I fail to understand why you feel sampling the "middle of the oil" will not provide an accurate measure for extended OCI's? It is how it is done and is the recommended procedure even from the UOA lab Amsoil recommends/uses( Oil Analyzers ).


quote:from Amsoil:
Collecting a clean and representative oil sample is critical to the oil analysis process. Put simply, an oil analysis is only as good as the sample taken. The accuracy and reliability of the data produced by an analysis hinges on receiving a representative sample from the equipment to be tested. To assure that the sample extracted is representative of the system, always follow proper sampling procedures.

See more info at: http://www.oaitesting.com/
Here is the info from Oil Analyzers which is where the Amsoil site sends you for more info on proper sampling procedures....

quote:From Oil Analyzers:
3. Oil Drain Method
Clean the area around the drain plug thoroughly to avoid sample contamination.

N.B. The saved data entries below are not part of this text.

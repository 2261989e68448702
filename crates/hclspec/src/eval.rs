//! evaluation context
//!
//! [EvalContext] is the variable and function scope threaded through an ordered decode. It is plain data (two
//! ordered maps) so callers can pre-populate it and inspect it after [crate::registrar::Registrar::parse].
//! Expressions are evaluated by [hcl::eval] against a [hcl::eval::Context] built from it.
use crate::diagnostic::{Diagnostic, Diagnostics, SourceRange};
use hcl::eval::{Context, ErrorKind, Evaluate, FuncDef};
use hcl::Value;
use indexmap::IndexMap;

#[derive(Clone, Default)]
pub struct EvalContext {
    pub variables: IndexMap<String, Value>,
    pub functions: IndexMap<String, FuncDef>,
}

impl EvalContext {
    pub fn new() -> Self {
        Self::default()
    }

    /// Declares a variable, replacing any previous value of the same name
    pub fn declare_var(&mut self, name: impl Into<String>, value: impl Into<Value>) {
        let name = name.into();
        let value = value.into();
        tracing::trace!(%name, ?value, "declare variable");
        if self.variables.insert(name, value).is_some() {
            tracing::trace!("variable replaced");
        }
    }

    /// Declares a function, replacing any previous function of the same name
    pub fn declare_func(&mut self, name: impl Into<String>, func: FuncDef) {
        let name = name.into();
        tracing::trace!(%name, "declare function");
        if self.functions.insert(name, func).is_some() {
            tracing::trace!("function replaced");
        }
    }

    pub fn variable(&self, name: &str) -> Option<&Value> {
        self.variables.get(name)
    }

    pub fn function(&self, name: &str) -> Option<&FuncDef> {
        self.functions.get(name)
    }

    /// Snapshot for the expression engine. Later changes to `self` are not reflected.
    pub(crate) fn engine(&self) -> Context<'static> {
        let mut context = Context::new();

        for (name, value) in &self.variables {
            context.declare_var(name.clone(), value.clone());
        }

        for (name, func) in &self.functions {
            context.declare_func(name.clone(), func.clone());
        }

        context
    }
}

impl std::fmt::Debug for EvalContext {
    fn fmt(&self, f: &mut std::fmt::Formatter<'_>) -> std::fmt::Result {
        f.debug_struct("EvalContext")
            .field("variables", &self.variables)
            .field("functions", &self.functions.keys().collect::<Vec<_>>())
            .finish()
    }
}

/// Evaluates one expression. Failures yield `null` and one diagnostic per engine error.
pub(crate) fn evaluate(
    expr: &hcl::Expression,
    context: &Context,
    range: Option<&SourceRange>,
) -> (Value, Diagnostics) {
    let mut expr = expr.clone();
    let Err(errors) = expr.evaluate_in_place(context) else {
        return (expr.into(), Diagnostics::new());
    };

    let diagnostics = errors
        .iter()
        .map(|err| {
            let summary = match err.kind() {
                ErrorKind::UndefinedVar(_) => "Unknown variable",
                ErrorKind::UndefinedFunc(_) => "Call to unknown function",
                _ => "Invalid expression",
            };

            Diagnostic::error(summary, err.to_string()).with_range(range.cloned())
        })
        .collect();

    (Value::Null, diagnostics)
}

#[cfg(test)]
mod test {
    use super::*;
    use hcl::eval::FuncArgs;
    use pretty_assertions::assert_eq;

    fn parse_expression(src: &str) -> hcl::Expression {
        let expr: hcl_edit::expr::Expression = src.parse().expect("valid expression");
        expr.into()
    }

    fn shout(args: FuncArgs) -> Result<Value, String> {
        let text = args[0].as_str().ok_or("string argument required")?;
        Ok(Value::String(format!("{}!", text.to_uppercase())))
    }

    #[test]
    fn resolves_variables_and_functions() {
        let mut context = EvalContext::new();
        context.declare_var("name", "world");
        context.declare_func(
            "shout",
            FuncDef::builder()
                .param(hcl::eval::ParamType::String)
                .build(shout),
        );

        let (value, diagnostics) = evaluate(
            &parse_expression("shout(\"hello ${name}\")"),
            &context.engine(),
            None,
        );

        assert!(diagnostics.is_empty(), "{diagnostics}");
        assert_eq!(value, Value::String("HELLO WORLD!".into()));
    }

    #[test]
    fn last_declaration_wins() {
        let mut context = EvalContext::new();
        context.declare_var("one", 1);
        context.declare_var("one", 2);

        assert_eq!(context.variables.len(), 1);
        assert_eq!(context.variable("one"), Some(&Value::from(2)));
    }

    #[test]
    fn unknown_names_are_diagnostics() {
        let engine = EvalContext::new().engine();

        let (value, diagnostics) = evaluate(&parse_expression("missing + 1"), &engine, None);
        assert_eq!(value, Value::Null);
        assert_eq!(diagnostics.as_slice()[0].summary, "Unknown variable");

        let (_value, diagnostics) = evaluate(&parse_expression("nope()"), &engine, None);
        assert_eq!(diagnostics.as_slice()[0].summary, "Call to unknown function");
    }

    #[test]
    fn every_unknown_name_is_reported() {
        let engine = EvalContext::new().engine();

        let (value, diagnostics) = evaluate(&parse_expression("[x, y, z]"), &engine, None);

        assert_eq!(value, Value::Null);
        let summaries: Vec<_> = diagnostics.iter().map(|d| d.summary.as_str()).collect();
        assert_eq!(
            summaries,
            vec!["Unknown variable", "Unknown variable", "Unknown variable"]
        );
    }
}
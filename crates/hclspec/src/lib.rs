//! # hclspec - ordered schema decoding for HCL and JSON
//!
//! ## Introduction for developers
//!
//! Read this to understand how `hclspec` works internally.
//!
//! ### Terms
//!
//! In hcl terms...
//! - a file gets parsed as a `body`
//! - ...which is just a list of `attributes` (`key = value`) and `blocks` (`type "label" { body }`)
//! - JSON files are bodies too: a root object whose properties become attributes or blocks, depending on what the
//!   reader asks for
//!
//! A configuration format is split into root level **block definitions** ([definition]). Each one declares a
//! [grammar::Grammar] describing the part of the root body it owns. A definition may also inject variables and/or
//! functions for every definition decoded after it.
//!
//! ```hcl
//! variables {
//!   region = "eu-west-1"
//! }
//!
//! service "api" {
//!   bucket = "api-${var.region}"
//! }
//! ```
//!
//! Here `variables` has to be decoded before `service`, otherwise `var.region` is unknown.
//!
//! ### Loading files
//!
//! [documents::Documents] parses each file ([syntax]) into a [body::Body] and keeps its source text. All files are
//! merged into one body; attributes and blocks of different files share the same root scope.
//! Problems never abort loading: every file is attempted and every problem is a [diagnostic::Diagnostic].
//!
//! ### Ordered decoding
//!
//! see [registrar::Registrar::parse]
//!
//! Registrations are sorted by order. Each pass partially decodes what is left of the body ([decode::partial_decode]),
//! keeps the diagnostics, continues with the residual body and then merges injected functions and variables into
//! the [eval::EvalContext]. There is no dependency resolution: order is everything.
//!
//! ### Typed result
//!
//! After all passes the merged body can be deserialized into any [serde] type using the final context
//! ([decode::decode_into]).
//!
//! ### Output
//!
//! [schema::Schema] ties it together and returns a [report::Report] for every operation. A report can render its
//! diagnostics with code snippets.
pub mod blocks;
pub mod body;
pub mod decode;
pub mod definition;
pub mod diagnostic;
pub mod documents;
pub mod eval;
pub mod grammar;
pub mod registrar;
pub mod report;
pub mod schema;
pub mod syntax;
mod util;
pub mod value;
mod visit;

pub use visit::{Visit, VisitTraversals};
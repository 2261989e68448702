//! value type constraints
//!
//! Decoded values are plain [hcl::Value]s. Attribute grammars may constrain an attribute to a [Type], in which
//! case the evaluated value is converted before it is handed to a block definition.
//!
//! Supported conversions:
//! - every type accepts `null`
//! - `number` and `bool` convert to `string`
//! - a `string` converts to `number` when it parses as one, and to `bool` when it is `"true"` or `"false"`
//! - `list(T)` and `map(T)` convert element-wise
use hcl::Value;

#[derive(Debug, Clone, PartialEq, Eq)]
pub enum Type {
    /// no constraint
    Any,
    Bool,
    Number,
    String,
    List(Box<Type>),
    Map(Box<Type>),
}

impl Type {
    pub fn list(element: Type) -> Self {
        Self::List(Box::new(element))
    }

    pub fn map(element: Type) -> Self {
        Self::Map(Box::new(element))
    }

    pub fn convert(&self, value: Value) -> Result<Value, ConversionError> {
        match (self, value) {
            (Type::Any, value) => Ok(value),
            (_, Value::Null) => Ok(Value::Null),

            (Type::Bool, Value::Bool(b)) => Ok(Value::Bool(b)),
            (Type::Bool, Value::String(s)) => match s.as_str() {
                "true" => Ok(Value::Bool(true)),
                "false" => Ok(Value::Bool(false)),
                _ => Err(ConversionError::Unparsable {
                    expected: self.clone(),
                    value: s,
                }),
            },

            (Type::Number, Value::Number(n)) => Ok(Value::Number(n)),
            (Type::Number, Value::String(s)) => parse_number(&s)
                .map(Value::Number)
                .ok_or(ConversionError::Unparsable {
                    expected: self.clone(),
                    value: s,
                }),

            (Type::String, Value::String(s)) => Ok(Value::String(s)),
            (Type::String, Value::Number(n)) => Ok(Value::String(n.to_string())),
            (Type::String, Value::Bool(b)) => Ok(Value::String(b.to_string())),

            (Type::List(element), Value::Array(array)) => array
                .into_iter()
                .enumerate()
                .map(|(index, value)| {
                    element
                        .convert(value)
                        .map_err(|err| ConversionError::Element {
                            key: index.to_string(),
                            source: Box::new(err),
                        })
                })
                .collect::<Result<Vec<_>, _>>()
                .map(Value::Array),

            (Type::Map(element), Value::Object(object)) => object
                .into_iter()
                .map(|(key, value)| match element.convert(value) {
                    Ok(value) => Ok((key, value)),
                    Err(err) => Err(ConversionError::Element {
                        key,
                        source: Box::new(err),
                    }),
                })
                .collect::<Result<hcl::value::Map<_, _>, _>>()
                .map(Value::Object),

            (expected, value) => Err(ConversionError::Mismatch {
                expected: expected.clone(),
                found: type_name(&value),
            }),
        }
    }
}

impl std::fmt::Display for Type {
    fn fmt(&self, f: &mut std::fmt::Formatter<'_>) -> std::fmt::Result {
        match self {
            Type::Any => f.write_str("any"),
            Type::Bool => f.write_str("bool"),
            Type::Number => f.write_str("number"),
            Type::String => f.write_str("string"),
            Type::List(element) => write!(f, "list of {element}"),
            Type::Map(element) => write!(f, "map of {element}"),
        }
    }
}

#[derive(thiserror::Error, Debug, PartialEq)]
pub enum ConversionError {
    #[error("{expected} required, found {found}")]
    Mismatch { expected: Type, found: &'static str },
    #[error("a {expected} is required, but {value:?} cannot be converted")]
    Unparsable { expected: Type, value: String },
    #[error("element {key:?}: {source}")]
    Element {
        key: String,
        source: Box<ConversionError>,
    },
}

fn parse_number(s: &str) -> Option<hcl::Number> {
    let s = s.trim();
    if let Ok(int) = s.parse::<i64>() {
        return Some(hcl::Number::from(int));
    }

    s.parse::<f64>().ok().and_then(hcl::Number::from_f64)
}

pub(crate) fn type_name(value: &Value) -> &'static str {
    match value {
        Value::Null => "null",
        Value::Bool(_) => "bool",
        Value::Number(_) => "number",
        Value::String(_) => "string",
        Value::Array(_) => "tuple",
        Value::Object(_) => "object",
    }
}

#[cfg(test)]
mod test {
    use super::*;
    use pretty_assertions::assert_eq;

    #[test]
    fn primitive_conversions() {
        assert_eq!(
            Type::String.convert(Value::Number(hcl::Number::from(42i64))),
            Ok(Value::String("42".into()))
        );
        assert_eq!(
            Type::Number.convert(Value::String("42".into())),
            Ok(Value::Number(hcl::Number::from(42i64)))
        );
        assert_eq!(
            Type::Bool.convert(Value::String("true".into())),
            Ok(Value::Bool(true))
        );
        assert_eq!(Type::Number.convert(Value::Null), Ok(Value::Null));
    }

    #[test]
    fn mismatches() {
        assert_eq!(
            Type::Number.convert(Value::Bool(true)),
            Err(ConversionError::Mismatch {
                expected: Type::Number,
                found: "bool"
            })
        );

        let err = Type::list(Type::Number)
            .convert(Value::Array(vec![
                Value::Number(hcl::Number::from(1i64)),
                Value::String("two".into()),
            ]))
            .expect_err("second element is not a number");
        assert_eq!(
            err.to_string(),
            "element \"1\": a number is required, but \"two\" cannot be converted"
        );
    }

    #[test]
    fn map_of_strings() {
        let mut object = hcl::value::Map::new();
        object.insert("a".to_string(), Value::Number(hcl::Number::from(1i64)));
        object.insert("b".to_string(), Value::Bool(false));

        let mut expected = hcl::value::Map::new();
        expected.insert("a".to_string(), Value::String("1".into()));
        expected.insert("b".to_string(), Value::String("false".into()));

        assert_eq!(
            Type::map(Type::String).convert(Value::Object(object)),
            Ok(Value::Object(expected))
        );
    }
}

Allow oil to drain for three to five seconds prior to catching a sample. Place a clean, dry sample bottle in the oil stream and fill to within 1/2 inch of the top. Seal bottle tightly. Wipe bottle clean.
Two other UOA lab's...

quote:From Blackstone:
1. - If you're taking your sample while changing the oil, let some oil drain before you fill up the bottle. Try not to get either the first or the last oil out of the pan.
quote:From Analysts, Inc:
Clean drain plug area before sampling. Do not sample the first oil out of the drain.
 
#7 ·


That's understood and I agreed with you on that. I'm not contradicting the method, but explaining there's more ways then one.

Let me add something so you understand what I'm saying.

It's hard to do it the "drain plug" way if you're going to extend your oil drain interval with that method. That's why I mentioned sampling through the dipstick tube.

Also, for those running by-pass kits. You can add an actual sampling valve to take samples from. This what I did with my previous truck. I ran oil analysis at 1000 miles, 5000 miles, then once a year. I went 3 years and 35,000 miles on one oil change. Only reason I had to change then was because the oil's viscosity was higher then spec. Read closer to a 40 then a 30. AMSOIL's PAO oils get a little thicker over time which is much better then getting thinner, breaking down and causing sludge.

Hope this info helps you guys out.
 
#8 ·
One of the sampling valves.
http://www.amsoil.com/StoreFront/images/BK30_300px.jpg">


The sampling pump.
 
#9 ·
I see the point now. You mean to test for extended OCI's as in test the oil in there at the time and wait for the results to come back to see if it can keep going or needs to be changed. I agree my method makes no sense for that. For that a vacuum pump is probably the easiest way.

I have always done the extended OCI testing by picking a figure to start out at( say 10K )and then grabbing a sample of the oil during the change and sending it off for a UOA w/ TBN test to see how it held up. It will show you that the oil was pretty much done by then or had life left. If it had life left you can increase the OCI to say 12K next time and test again to see how it did. At some point you can see how your engine responds to that particular oil and you get an idea how long it can go.

I forget some people will sample the oil and leave it in there until they hear back. That is why I couldn't understand what you meant. MY error.
 
#10 ·
No problem NHEMI.

My background and schooling lead me to do an initial sample at 1000 miles, then at 5000 miles at the recommended drain intervals. I got my baseline of the oil and continued to do it every 5000 miles for the first year to see how the oil was trending. After that I tested once a year.

Don't just look at TBN though. My TBN was still okay at 3 years and 35K miles. The viscosity was higher then spec'd for the 0W-30 I was using. All other tests shown the oil was still good. In fact, I could have continued to use it. But as long as I follow the recommendations of the oil analysis, AMSOIL backs it up with their warranty and it cannot affect my manufacturers warranty because I have proof of the oils quality.

I have yet to put a by-pass on my diesel. As soon as I do I'll be doing the same testing to see how far I can go between changes.